I've made some personal upgrades since we split, but nothing major... I really do like who I was and those qualities, I've reclaimed... I was not trying to be the better option, because I didn't think it was a competition if she truly was considering an OP over me...
The truth as I know it is, my W liked me when we started dating and when we got M... the person I was... and then I allowed myself to change in ways that were not positive for the M... I don't remember if I promised her the world... if I know myself as well as I should, then I doubt it... that might have been her unconscious expectations, though...
The better option for my W is a knight in shining armour... maybe she'll find him or maybe she won't...
I won't be that knight... I don't want to be back on a pedestal with my W thinking that I can and will save her and provide her with all the pomp and luxeries that she believes she wants... because I've been down that road and I know that humans often disappoint each other's expectations...

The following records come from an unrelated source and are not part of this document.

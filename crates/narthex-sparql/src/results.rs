//! SPARQL query results deserialization.
//!
//! Stores answer with either `application/sparql-results+json` or
//! `application/sparql-results+xml`. Both formats are decoded with serde
//! (`serde_json` and `quick-xml`) into wire structs, then flattened into
//! [`QueryResults`].

use std::collections::BTreeMap;
use std::fmt;

use serde::Deserialize;

use crate::client::SparqlError;

const XSD_STRING: &str = "http://www.w3.org/2001/XMLSchema#string";
const XSD_BOOLEAN: &str = "http://www.w3.org/2001/XMLSchema#boolean";
const RDF_LANG_STRING: &str = "http://www.w3.org/1999/02/22-rdf-syntax-ns#langString";

/// One bound value in a solution.
#[derive(Debug, Clone, PartialEq, Eq)]
pub enum RdfTerm {
    Iri(String),
    Literal {
        value: String,
        datatype: Option<String>,
        language: Option<String>,
    },
    BlankNode(String),
    /// A term this client does not model (e.g. an RDF-star `triple`).
    Other { kind: String },
}

impl RdfTerm {
    /// Build a literal, dropping the implicit `xsd:string` / `rdf:langString` datatypes.
    pub fn literal(value: &str, datatype: Option<&str>, language: Option<&str>) -> Self {
        let datatype = datatype
            .filter(|dt| *dt != XSD_STRING && *dt != RDF_LANG_STRING)
            .map(str::to_string);
        Self::Literal {
            value: value.to_string(),
            datatype,
            language: language.map(str::to_string),
        }
    }

    pub fn as_iri(&self) -> Option<&str> {
        match self {
            Self::Iri(iri) => Some(iri),
            _ => None,
        }
    }

    /// Value of an `xsd:boolean` literal.
    pub fn as_bool(&self) -> Option<bool> {
        match self {
            Self::Literal {
                value,
                datatype: Some(dt),
                ..
            } if dt == XSD_BOOLEAN => match value.as_str() {
                "true" | "1" => Some(true),
                "false" | "0" => Some(false),
                _ => None,
            },
            _ => None,
        }
    }
}

/// N-Triples-like rendering, used when reporting terms back to the operator.
impl fmt::Display for RdfTerm {
    fn fmt(&self, f: &mut fmt::Formatter<'_>) -> fmt::Result {
        match self {
            Self::Iri(iri) => write!(f, "<{iri}>"),
            Self::Literal {
                value,
                datatype: Some(dt),
                ..
            } => write!(f, "{value:?}^^<{dt}>"),
            Self::Literal {
                value,
                language: Some(lang),
                ..
            } => write!(f, "{value:?}@{lang}"),
            Self::Literal { value, .. } => write!(f, "{value:?}"),
            Self::BlankNode(id) => write!(f, "_:{id}"),
            Self::Other { kind } => write!(f, "[{kind} term]"),
        }
    }
}

/// A single result row: variable name → bound term. Unbound variables are absent.
pub type Solution = BTreeMap<String, RdfTerm>;

/// Results of a SELECT (`solutions`) or ASK (`boolean`) query.
#[derive(Debug, Clone, Default, PartialEq, Eq)]
pub struct QueryResults {
    pub vars: Vec<String>,
    pub solutions: Vec<Solution>,
    pub boolean: Option<bool>,
}

/// Pick the decoder matching the response `Content-Type`. JSON is the default.
pub fn parse_results(content_type: &str, body: &str) -> Result<QueryResults, SparqlError> {
    if content_type.to_ascii_lowercase().contains("xml") {
        parse_xml_results(body)
    } else {
        parse_json_results(body)
    }
}

// ── JSON ─────────────────────────────────────────────────────────

#[derive(Debug, Deserialize)]
struct JsonResults {
    #[serde(default)]
    head: JsonHead,
    results: Option<JsonBindings>,
    boolean: Option<bool>,
}

#[derive(Debug, Default, Deserialize)]
struct JsonHead {
    #[serde(default)]
    vars: Vec<String>,
}

#[derive(Debug, Deserialize)]
struct JsonBindings {
    #[serde(default)]
    bindings: Vec<BTreeMap<String, JsonTerm>>,
}

#[derive(Debug, Deserialize)]
struct JsonTerm {
    #[serde(rename = "type")]
    kind: String,
    /// A string for plain terms; an object for RDF-star triples.
    value: serde_json::Value,
    datatype: Option<String>,
    #[serde(rename = "xml:lang")]
    lang: Option<String>,
}

impl JsonTerm {
    fn into_term(self) -> RdfTerm {
        let serde_json::Value::String(value) = self.value else {
            return RdfTerm::Other { kind: self.kind };
        };
        match self.kind.as_str() {
            "uri" => RdfTerm::Iri(value),
            "bnode" => RdfTerm::BlankNode(value),
            // "typed-literal" is the pre-recommendation spelling some stores still emit.
            "literal" | "typed-literal" => {
                RdfTerm::literal(&value, self.datatype.as_deref(), self.lang.as_deref())
            }
            _ => RdfTerm::Other { kind: self.kind },
        }
    }
}

/// Parse `application/sparql-results+json`.
pub fn parse_json_results(body: &str) -> Result<QueryResults, SparqlError> {
    let raw: JsonResults =
        serde_json::from_str(body).map_err(|e| SparqlError::Json(format!("{e}")))?;

    if raw.results.is_none() && raw.boolean.is_none() {
        return Err(SparqlError::UnexpectedResults(
            "response has neither results nor boolean".to_string(),
        ));
    }

    let mut solutions = Vec::new();
    for binding in raw.results.map(|r| r.bindings).unwrap_or_default() {
        let mut solution = Solution::new();
        for (var, term) in binding {
            solution.insert(var, term.into_term());
        }
        solutions.push(solution);
    }

    Ok(QueryResults {
        vars: raw.head.vars,
        solutions,
        boolean: raw.boolean,
    })
}

// ── XML ──────────────────────────────────────────────────────────

/// Root element: `<sparql>`.
#[derive(Debug, Deserialize)]
#[serde(rename = "sparql")]
struct XmlSparql {
    head: Option<XmlHead>,
    results: Option<XmlResultSet>,
    boolean: Option<bool>,
}

#[derive(Debug, Default, Deserialize)]
struct XmlHead {
    #[serde(rename = "variable", default)]
    variables: Vec<XmlVariable>,
}

#[derive(Debug, Deserialize)]
struct XmlVariable {
    #[serde(rename = "@name")]
    name: String,
}

#[derive(Debug, Deserialize)]
struct XmlResultSet {
    #[serde(rename = "result", default)]
    results: Vec<XmlResult>,
}

#[derive(Debug, Deserialize)]
struct XmlResult {
    #[serde(rename = "binding", default)]
    bindings: Vec<XmlBinding>,
}

#[derive(Debug, Deserialize)]
struct XmlBinding {
    #[serde(rename = "@name")]
    name: String,
    uri: Option<String>,
    literal: Option<XmlLiteral>,
    bnode: Option<String>,
    triple: Option<serde::de::IgnoredAny>,
}

#[derive(Debug, Deserialize)]
struct XmlLiteral {
    #[serde(rename = "@datatype")]
    datatype: Option<String>,
    #[serde(rename = "@xml:lang")]
    lang: Option<String>,
    #[serde(rename = "$text", default)]
    value: String,
}

impl XmlBinding {
    fn into_term(self) -> RdfTerm {
        if let Some(uri) = self.uri {
            return RdfTerm::Iri(uri);
        }
        if let Some(lit) = self.literal {
            return RdfTerm::literal(&lit.value, lit.datatype.as_deref(), lit.lang.as_deref());
        }
        if let Some(bnode) = self.bnode {
            return RdfTerm::BlankNode(bnode);
        }
        let kind = if self.triple.is_some() { "triple" } else { "unknown" };
        RdfTerm::Other {
            kind: kind.to_string(),
        }
    }
}

/// Parse `application/sparql-results+xml`.
pub fn parse_xml_results(body: &str) -> Result<QueryResults, SparqlError> {
    let raw: XmlSparql =
        quick_xml::de::from_str(body).map_err(|e| SparqlError::Xml(format!("{e}")))?;

    if raw.results.is_none() && raw.boolean.is_none() {
        return Err(SparqlError::UnexpectedResults(
            "response has neither results nor boolean".to_string(),
        ));
    }

    let mut solutions = Vec::new();
    for result in raw.results.map(|r| r.results).unwrap_or_default() {
        let mut solution = Solution::new();
        for binding in result.bindings {
            let name = binding.name.clone();
            solution.insert(name, binding.into_term());
        }
        solutions.push(solution);
    }

    Ok(QueryResults {
        vars: raw
            .head
            .unwrap_or_default()
            .variables
            .into_iter()
            .map(|v| v.name)
            .collect(),
        solutions,
        boolean: raw.boolean,
    })
}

The only way for my W to know if she wants to be with me, is to be with me... to test whether or not I am capable of not falling back into bad patterns... until she engages me in that way... then she will never know if she wants to be with me...
If you have some intrinsic character "flaws"... fix them... otherwise, be your authentic self... the person she Md... be "more" of that as you can... that you can sustain and you want to be...
If you are anything more than you can't sustain for the rest of your life... you'd be setting yourself up for failure...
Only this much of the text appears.